* [TASK ITEM]: Filter the entries down to the lines containing "array", and copy those lines.
(Beginning of DATA SECTION)
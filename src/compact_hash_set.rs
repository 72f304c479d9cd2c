//! CompactHashSet: the compact map with unit values.
//!
//! Sets default to a load factor of 1.0: without values the bucket array is
//! the dominant cost, and the flood guard bounds the chains regardless.

use crate::compact_hash_map::CompactHashMap;
use crate::config::CompactConfig;
use crate::cursor::{sealed, Cursor, CursorTarget};
use crate::error::{ConfigError, IterError};
use crate::iter::{self, Keys};
use core::borrow::Borrow;
use core::fmt;
use core::hash::{BuildHasher, Hash};
use std::collections::hash_map::RandomState;

/// Hash set iterating in array order.
pub struct CompactHashSet<T, S = RandomState> {
    map: CompactHashMap<T, (), S>,
}

impl<T> CompactHashSet<T> {
    pub fn new() -> Self {
        Self::with_hasher(RandomState::new())
    }

    pub fn with_expected_size(expected_size: usize) -> Self {
        Self::with_expected_size_and_hasher(expected_size, RandomState::new())
    }
}

impl<T> Default for CompactHashSet<T> {
    fn default() -> Self {
        Self::new()
    }
}

impl<T, S> CompactHashSet<T, S> {
    pub fn with_hasher(hasher: S) -> Self {
        Self::with_expected_size_and_hasher(0, hasher)
    }

    /// # Panics
    /// If `expected_size` exceeds the maximum capacity.
    pub fn with_expected_size_and_hasher(expected_size: usize, hasher: S) -> Self {
        let config = CompactConfig::for_set().with_expected_size(expected_size);
        Self::with_config(config, hasher).unwrap_or_else(|e| panic!("{e}"))
    }

    pub fn with_config(config: CompactConfig, hasher: S) -> Result<Self, ConfigError> {
        Ok(Self {
            map: CompactHashMap::with_config(config, hasher)?,
        })
    }

    pub fn len(&self) -> usize {
        self.map.len()
    }

    pub fn is_empty(&self) -> bool {
        self.map.is_empty()
    }

    pub fn capacity(&self) -> usize {
        self.map.capacity()
    }

    pub fn hasher(&self) -> &S {
        self.map.hasher()
    }

    pub fn is_fallback(&self) -> bool {
        self.map.is_fallback()
    }

    pub fn clear(&mut self) {
        self.map.clear();
    }

    pub fn iter(&self) -> Keys<'_, T, ()> {
        self.map.keys()
    }

    pub fn retain<F>(&mut self, mut keep: F)
    where
        F: FnMut(&T) -> bool,
    {
        self.map.retain(|t, _| keep(t));
    }

    pub fn cursor(&self) -> Cursor {
        self.map.cursor()
    }
}

impl<T, S> CompactHashSet<T, S>
where
    T: Eq + Hash,
    S: BuildHasher,
{
    /// Adds `value`. Returns false if it was already present, in which case
    /// the stored element is kept.
    pub fn insert(&mut self, value: T) -> bool {
        self.map.insert(value, ()).is_none()
    }

    pub fn contains<Q>(&self, value: &Q) -> bool
    where
        T: Borrow<Q>,
        Q: ?Sized + Hash + Eq,
    {
        self.map.contains_key(value)
    }

    pub fn get<Q>(&self, value: &Q) -> Option<&T>
    where
        T: Borrow<Q>,
        Q: ?Sized + Hash + Eq,
    {
        self.map.get_key_value(value).map(|(t, _)| t)
    }

    pub fn remove<Q>(&mut self, value: &Q) -> bool
    where
        T: Borrow<Q>,
        Q: ?Sized + Hash + Eq,
    {
        self.map.remove(value).is_some()
    }

    /// Removes and returns the stored element equal to `value`.
    pub fn take<Q>(&mut self, value: &Q) -> Option<T>
    where
        T: Borrow<Q>,
        Q: ?Sized + Hash + Eq,
    {
        self.map.remove_entry(value).map(|(t, _)| t)
    }

    pub fn reserve(&mut self, additional: usize) {
        self.map.reserve(additional);
    }

    pub fn shrink_to_fit(&mut self) {
        self.map.shrink_to_fit();
    }
}

impl<T, S> sealed::Sealed for CompactHashSet<T, S> {}

impl<T, S> CursorTarget for CompactHashSet<T, S> {
    type Key = T;
    type Value = ();

    fn cursor_advance<'m>(&'m self, cursor: &mut Cursor) -> Result<(&'m T, &'m ()), IterError> {
        cursor.advance(&self.map.core)
    }

    fn cursor_remove(&mut self, cursor: &mut Cursor) -> Result<(T, ()), IterError> {
        cursor.remove_current(&mut self.map.core)
    }
}

impl<T: Clone, S: Clone> Clone for CompactHashSet<T, S> {
    fn clone(&self) -> Self {
        Self {
            map: self.map.clone(),
        }
    }
}

impl<T: fmt::Debug, S> fmt::Debug for CompactHashSet<T, S> {
    fn fmt(&self, f: &mut fmt::Formatter<'_>) -> fmt::Result {
        f.debug_set().entries(self.iter()).finish()
    }
}

impl<T, S> PartialEq for CompactHashSet<T, S>
where
    T: Eq + Hash,
    S: BuildHasher,
{
    fn eq(&self, other: &Self) -> bool {
        self.map == other.map
    }
}

impl<T, S> Eq for CompactHashSet<T, S>
where
    T: Eq + Hash,
    S: BuildHasher,
{
}

impl<T, S> FromIterator<T> for CompactHashSet<T, S>
where
    T: Eq + Hash,
    S: BuildHasher + Default,
{
    fn from_iter<I: IntoIterator<Item = T>>(iter: I) -> Self {
        let mut s = Self::with_hasher(S::default());
        s.extend(iter);
        s
    }
}

impl<T, S> Extend<T> for CompactHashSet<T, S>
where
    T: Eq + Hash,
    S: BuildHasher,
{
    fn extend<I: IntoIterator<Item = T>>(&mut self, iter: I) {
        self.map.extend(iter.into_iter().map(|t| (t, ())));
    }
}

/// Owning iterator over the elements of a [`CompactHashSet`].
pub struct IntoIter<T> {
    inner: iter::IntoIter<T, ()>,
}

impl<T> Iterator for IntoIter<T> {
    type Item = T;

    fn next(&mut self) -> Option<T> {
        self.inner.next().map(|(t, _)| t)
    }

    fn size_hint(&self) -> (usize, Option<usize>) {
        self.inner.size_hint()
    }
}

impl<T> ExactSizeIterator for IntoIter<T> {}

impl<T, S> IntoIterator for CompactHashSet<T, S> {
    type Item = T;
    type IntoIter = IntoIter<T>;

    fn into_iter(self) -> IntoIter<T> {
        IntoIter {
            inner: self.map.into_iter(),
        }
    }
}

impl<'a, T, S> IntoIterator for &'a CompactHashSet<T, S> {
    type Item = &'a T;
    type IntoIter = Keys<'a, T, ()>;

    fn into_iter(self) -> Keys<'a, T, ()> {
        self.iter()
    }
}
(End of DATA SECTION)
* [SOLUTION TO THIS EXERCISE]:
//! Sets default to a load factor of 1.0: without values the bucket array is
/// Hash set iterating in array order.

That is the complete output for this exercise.